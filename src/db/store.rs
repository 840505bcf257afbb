//! SQLite store handle: open → use → close.

use crate::db::migrate::run_pending_migrations;
use crate::errors::{AppError, AppResult};
use rusqlite::Connection;
use std::fs;
use std::path::Path;

pub struct Store {
    pub conn: Connection,
}

/// Open (creating if needed) the database at `path` and bring its schema up
/// to date.
pub fn open_store<P: AsRef<Path>>(path: P) -> AppResult<Store> {
    let path = path.as_ref();

    if let Some(parent) = path.parent()
        && !parent.as_os_str().is_empty()
    {
        fs::create_dir_all(parent)?;
    }

    let conn = Connection::open(path)?;
    run_pending_migrations(&conn)
        .map_err(|e| AppError::Migration(format!("{}: {}", path.display(), e)))?;

    Ok(Store { conn })
}

impl Store {
    pub fn close(self) -> AppResult<()> {
        self.conn.close().map_err(|(_, e)| e)?;
        Ok(())
    }
}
************
## WORK INSTRUCTION:
What lines in the listing contain "self"? Copy them all.

## RESULT:
    pub fn close(self) -> AppResult<()> {
        self.conn.close().map_err(|(_, e)| e)?;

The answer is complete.